FUNCTIONAL RECONSTITUTION OF THE SOLUBILIZED ARABIDOPSIS-THALIANA STP1 MONOSACCHARIDE-H+ SYMPORTER IN LIPID VESICLES AND PURIFICATION OF THE HISTIDINE TAGGED PROTEIN FROM TRANSGENIC SACCHAROMYCES-CEREVISIAE

Complete DNA sequences encoding the Arabidopsis thaliana STP1 monosaccharide/H+ symporter or a histidine-tagged STP1-His6 protein were expressed in baker's yeast Saccharomyces cerevisiae. Both wild-type STP1 and the recombinant his-tagged protein were located in the plasma membranes of transformed yeast cells. The C-terminal modification caused no loss of transport activity compared with the wild-type protein. Anti-STP1-antibodies were used to confirm the identity of the protein in yeast and to compare the apparent molecular weights of STP1 proteins in membrane extracts from yeast or Arabidopsis thaliana.

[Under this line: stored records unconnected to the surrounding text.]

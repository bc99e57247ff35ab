use std::sync::Arc;
use std::time::Duration;

use auth::Authenticator;
use axum::body::Body;
use axum::http::header;
use axum::http::HeaderName;
use axum::http::HeaderValue;
use axum::http::Method;
use axum::http::Request;
use axum::http::Response;
use axum::middleware;
use axum::routing::delete;
use axum::routing::get;
use axum::routing::post;
use axum::routing::put;
use axum::Router;
use tower_http::cors::AllowOrigin;
use tower_http::cors::CorsLayer;
use tower_http::timeout::TimeoutLayer;
use tower_http::trace::TraceLayer;
use tracing::Span;

use super::cookies::SessionCookies;
use super::handlers::get_profile::get_profile;
use super::handlers::health::health;
use super::handlers::login::login;
use super::handlers::logout::logout;
use super::handlers::notes;
use super::handlers::protected::protected;
use super::handlers::refresh::refresh;
use super::handlers::register::register;
use super::middleware::authenticate;
use crate::domain::identity::ports::AuthServicePort;
use crate::domain::identity::ports::RefreshServicePort;
use crate::domain::note::ports::NoteServicePort;

#[derive(Clone)]
pub struct AppState {
    pub auth_service: Arc<dyn AuthServicePort>,
    pub refresh_service: Arc<dyn RefreshServicePort>,
    pub note_service: Arc<dyn NoteServicePort>,
    pub cookies: SessionCookies,
}

/// Transport settings applied around every route.
#[derive(Debug, Clone)]
pub struct HttpSettings {
    pub request_timeout: Duration,
    pub allowed_origins: Vec<String>,
    pub secure_cookies: bool,
}

impl Default for HttpSettings {
    fn default() -> Self {
        Self {
            request_timeout: Duration::from_secs(10),
            allowed_origins: Vec::new(),
            secure_cookies: false,
        }
    }
}

pub fn create_router(
    auth_service: Arc<dyn AuthServicePort>,
    refresh_service: Arc<dyn RefreshServicePort>,
    note_service: Arc<dyn NoteServicePort>,
    authenticator: Arc<Authenticator>,
    settings: HttpSettings,
) -> Router {
    let state = AppState {
        auth_service,
        refresh_service,
        note_service,
        cookies: SessionCookies::new(settings.secure_cookies),
    };

    let public_routes = Router::new()
        .route("/register", post(register))
        .route("/login", post(login))
        .route("/refresh", post(refresh))
        .route("/logout", post(logout))
        .route("/health", get(health));

    let protected_routes = Router::new()
        .route("/protected", get(protected))
        .route("/users/me", get(get_profile))
        .route(
            "/notes",
            get(notes::list_notes)
                .post(notes::create_note)
                .delete(notes::delete_all_notes),
        )
        .route("/notes/completed", delete(notes::delete_completed_notes))
        .route(
            "/notes/:id",
            put(notes::update_note).delete(notes::delete_note),
        )
        .route("/notes/:id/completed", put(notes::mark_completed))
        .route_layer(middleware::from_fn_with_state(authenticator, authenticate));

    let trace_layer = TraceLayer::new_for_http()
        .make_span_with(|request: &Request<Body>| {
            tracing::info_span!(
                "http_request",
                method = %request.method(),
                uri = %request.uri(),
                version = ?request.version(),
            )
        })
        .on_request(|request: &Request<Body>, _span: &Span| {
            tracing::info!(
                method = %request.method(),
                uri = %request.uri(),
                "Request started"
            );
        })
        .on_response(
            |response: &Response<Body>, latency: Duration, _span: &Span| {
                tracing::info!(
                    status = response.status().as_u16(),
                    latency_ms = latency.as_millis(),
                    "Request completed"
                );
            },
        );

    Router::new()
        .merge(public_routes)
        .merge(protected_routes)
        .layer(TimeoutLayer::new(settings.request_timeout))
        .layer(trace_layer)
        .layer(cors_layer(&settings.allowed_origins))
        .with_state(state)
}

fn cors_layer(allowed_origins: &[String]) -> CorsLayer {
    let origins: Vec<HeaderValue> = allowed_origins
        .iter()
        .filter_map(|origin| match HeaderValue::from_str(origin) {
            Ok(value) => Some(value),
            Err(_) => {
                tracing::warn!(origin = %origin, "Ignoring invalid CORS origin");
                None
            }
        })
        .collect();

    CorsLayer::new()
        .allow_origin(AllowOrigin::list(origins))
        .allow_credentials(true)
        .allow_methods([
            Method::GET,
            Method::POST,
            Method::PUT,
            Method::PATCH,
            Method::DELETE,
            Method::OPTIONS,
        ])
        .allow_headers([
            header::CONTENT_TYPE,
            header::AUTHORIZATION,
            HeaderName::from_static("x-requested-with"),
        ])
}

Purified yeast plasma membranes were fused with proteoliposomes consisting of Escherichia coli lipids and beef heart cytochrome-e oxidase. Addition of ascorbate/TMPD/cytochrome-c to these fused vesicles caused an immediate formation of membrane potential (inside negative; monitored with [H-3]tetraphenylphosphonium cations) and a simultaneous, uncoupler-sensitive influx of D-glucose into the energized vesicles. STP1-His6 protein is functionally active after solubilization with octyl-PD-glucoside, which was shown by insertion of the protein into proteoliposomes by detergent dilution and determination of the resulting transport capacity. Detergent extracts from either total membranes or plasma membranes of transgenic yeast cells were used for one-step purification of the STP1-His6 protein on Ni2+-NTA columns. The identity of the purified protein was checked by immunoblotting and N-terminal sequencing.